The fire broke out on Monday evening in an apartment building at a privately-owned old people's home in Pingdingshan, the state news agency Xinhua said.
"The bodies were so badly burned, we couldn't tell who was who," Xinhua quoted one victim's relative as saying.
Pictures posted online showed a thick column of black smoke rising from behind a petrol station near the facility.
Another displayed the blackened frame of a building, with a burnt-out wheelchair in the foreground.
"Only myself and one other roommate managed to get out," survivor Zhao Yulan, 82, who shared her room with 11 other people, told Xinhua.
The agency said the home had 51 residents and the blaze was extinguished less than an hour after it broke out.
Two of the injured were in critical condition in hospital, the work safety bureau of the central province of Henan said in a statement on its website.
The cause of the fire remained unclear, but a provincial television station quoted another resident as blaming an electrical fault.
Xinhua, citing authorities, reported that 12 staff members had been taken into police custody as part of the investigation into the disaster. Police were also searching for three additional staffers, Xinhua said.
The building was built from steel with flammable foam fillings, the state-run China News Service said Tuesday.

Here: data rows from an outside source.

//! Assessment Types
//!
//! Core types for trafficability assessment.
//! No logic here - only data structures.

use serde::{Deserialize, Serialize};

// ============================================================================
// RISK LEVELS
// ============================================================================

/// Overall trafficability risk, ordered from least to most severe
#[derive(Debug, Clone, Copy, PartialEq, Eq, PartialOrd, Ord, Serialize, Deserialize)]
#[serde(rename_all = "lowercase")]
pub enum RiskLevel {
    /// No risk factor triggered, routine operations acceptable
    Low,
    /// At least one indicator elevated, work with precautions
    Moderate,
    /// Traffic likely to cause compaction damage
    High,
    /// Active structural damage, stay off the field
    Severe,
}

impl RiskLevel {
    pub fn as_str(&self) -> &'static str {
        match self {
            RiskLevel::Low => "low",
            RiskLevel::Moderate => "moderate",
            RiskLevel::High => "high",
            RiskLevel::Severe => "severe",
        }
    }

    pub fn severity_level(&self) -> u8 {
        match self {
            RiskLevel::Low => 0,
            RiskLevel::Moderate => 1,
            RiskLevel::High => 2,
            RiskLevel::Severe => 3,
        }
    }

    pub fn color(&self) -> &'static str {
        match self {
            RiskLevel::Low => "#10b981",      // Green
            RiskLevel::Moderate => "#f59e0b", // Yellow
            RiskLevel::High => "#f97316",     // Orange
            RiskLevel::Severe => "#ef4444",   // Red
        }
    }

    pub fn is_high(&self) -> bool {
        matches!(self, RiskLevel::High | RiskLevel::Severe)
    }
}

impl std::fmt::Display for RiskLevel {
    fn fmt(&self, f: &mut std::fmt::Formatter<'_>) -> std::fmt::Result {
        write!(f, "{}", self.as_str())
    }
}

// ============================================================================
// MEASUREMENT
// ============================================================================

/// One set of field measurements, read-only per evaluation.
/// All six fields are required; validation rejects implausible values.
#[derive(Debug, Clone, Copy, PartialEq, Serialize, Deserialize)]
pub struct Measurement {
    /// Bulk density (g/cm3), typically 0.8 - 2.0
    pub bulk_density: f64,
    /// Cone penetrometer resistance (kPa)
    pub cone_index: f64,
    /// Soil moisture deficit (mm); negative means wetter than field capacity
    pub soil_moisture_deficit: f64,
    /// Tire inflation pressure (kPa)
    pub tire_pressure: f64,
    /// Representative wheel load (kg)
    pub wheel_load: f64,
    /// Observed rut depth (cm)
    pub rut_depth: f64,
}

// ============================================================================
// INDICATORS
// ============================================================================

/// The six measured dimensions, in fixed evaluation order
#[derive(Debug, Clone, Copy, PartialEq, Eq, Serialize, Deserialize)]
#[serde(rename_all = "snake_case")]
pub enum Indicator {
    BulkDensity,
    ConeIndex,
    SoilMoistureDeficit,
    TirePressure,
    WheelLoad,
    RutDepth,
}

impl Indicator {
    /// Evaluation order: bulk density -> cone index -> SMD -> tire pressure
    /// -> wheel load -> rut depth
    pub const ALL: [Indicator; 6] = [
        Indicator::BulkDensity,
        Indicator::ConeIndex,
        Indicator::SoilMoistureDeficit,
        Indicator::TirePressure,
        Indicator::WheelLoad,
        Indicator::RutDepth,
    ];

    pub fn as_str(&self) -> &'static str {
        match self {
            Indicator::BulkDensity => "bulk_density",
            Indicator::ConeIndex => "cone_index",
            Indicator::SoilMoistureDeficit => "soil_moisture_deficit",
            Indicator::TirePressure => "tire_pressure",
            Indicator::WheelLoad => "wheel_load",
            Indicator::RutDepth => "rut_depth",
        }
    }
}

impl std::fmt::Display for Indicator {
    fn fmt(&self, f: &mut std::fmt::Formatter<'_>) -> std::fmt::Result {
        write!(f, "{}", self.as_str())
    }
}

/// Per-indicator outcome, produced whether or not the rule triggered
#[derive(Debug, Clone, PartialEq, Serialize, Deserialize)]
pub struct IndicatorReading {
    pub indicator: Indicator,
    pub level: RiskLevel,
    pub note: String,
}

// ============================================================================
// RISK RESULT
// ============================================================================

/// Result of a trafficability assessment
#[derive(Debug, Clone, PartialEq, Serialize, Deserialize)]
pub struct RiskResult {
    /// Worst-case severity across all triggered rules
    pub risk_level: RiskLevel,
    /// One explanation per triggered rule, in evaluation order.
    /// Empty exactly when `risk_level` is `Low`.
    pub rationale: Vec<String>,
    /// One-line recommendation matched to the overall level
    pub advisory: String,
    /// Recommended actions for the overall level
    pub actions: Vec<String>,
    /// Level and note for every indicator, in evaluation order
    pub indicators: Vec<IndicatorReading>,
}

Enforcement of safety standards is often lax in China, with some property and business owners paying off corrupt officials to look the other way.
'Lonely and helpless'
The country's vast population is aging rapidly, with 15.5 percent aged 60 or above by the end of last year, according to official statistics.
Nursing homes are becoming more common but are often the last choice in a culture where the elderly have traditionally lived in multi-generational households.

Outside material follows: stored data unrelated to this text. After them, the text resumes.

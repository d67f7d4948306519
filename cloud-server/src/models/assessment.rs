//! Assessment models

use chrono::{DateTime, Utc};
use serde::{Deserialize, Serialize};
use uuid::Uuid;

use trafficability_core::{AssessmentThresholds, IndicatorReading, Measurement, RiskLevel};

/// The six field measurements, all required and numeric
#[derive(Debug, Clone, Deserialize)]
pub struct AssessRequest {
    pub bulk_density: f64,
    pub cone_index: f64,
    pub soil_moisture_deficit: f64,
    pub tire_pressure: f64,
    pub wheel_load: f64,
    pub rut_depth: f64,
}

impl AssessRequest {
    pub fn into_measurement(self) -> Measurement {
        Measurement {
            bulk_density: self.bulk_density,
            cone_index: self.cone_index,
            soil_moisture_deficit: self.soil_moisture_deficit,
            tire_pressure: self.tire_pressure,
            wheel_load: self.wheel_load,
            rut_depth: self.rut_depth,
        }
    }
}

/// One completed assessment. Derived synchronously and never stored.
#[derive(Debug, Clone, Serialize)]
pub struct AssessResponse {
    pub assessment_id: Uuid,
    pub risk_level: RiskLevel,
    pub rationale: Vec<String>,
    pub advisory: String,
    pub actions: Vec<String>,
    pub indicators: Vec<IndicatorReading>,
    pub thresholds_profile: String,
    pub assessed_at: DateTime<Utc>,
}

/// The active threshold set
#[derive(Debug, Clone, Serialize)]
pub struct ThresholdsResponse {
    pub profile: String,
    pub thresholds: AssessmentThresholds,
}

Care workers in such facilities are often outnumbered several times over by sick and elderly residents.
Pingdingshan survivor Chen Runde, 80, told Xinhua the home had too many residents and staff "cannot attend to all of us".
"We cannot find an attendant once night falls," he was quoted as saying.
The home was set up by a local farmer and the residents were mostly old villagers whose children had sought jobs far from home as migrant workers, it added.
The incident "highlights pain in ageing China", Xinhua said in a commentary, with care and services for the elderly still severely lagging in the country.
"Urbanisation has attracted more young people to towns and cities, leaving their old parents and children in their rural homes," it said.
"Some have no other choice but to live in poorly equipped nursing facilities... for the rest of their life.
"Instead of feeling lonely and helpless, the elders deserve a safe and comfortable place to live out their later years."
In 2013 11 nursing home patients burned to death in the northeastern province of Heilongjiang after one of them set the building on fire in a row over money.
In February this year a worker in Hunan province killed three people and injured another 15 when he attacked residents and staff at a nursing home after a row with its owner.
More widely, China has a dire industrial safety record, with accidents and fires common.
A nine-year-old boy was detained in February after a shopping mall inferno killed 17 people in Huidong in the southern province of Guangdong. Police said that blaze was "caused by a boy playing with fire at the mall".
A fire at a poultry plant in the northeast of the country killed 119 people in 2013.
Reports at the time said that managers had locked doors inside the factory to prevent workers from going to the toilet, leading to the high death toll.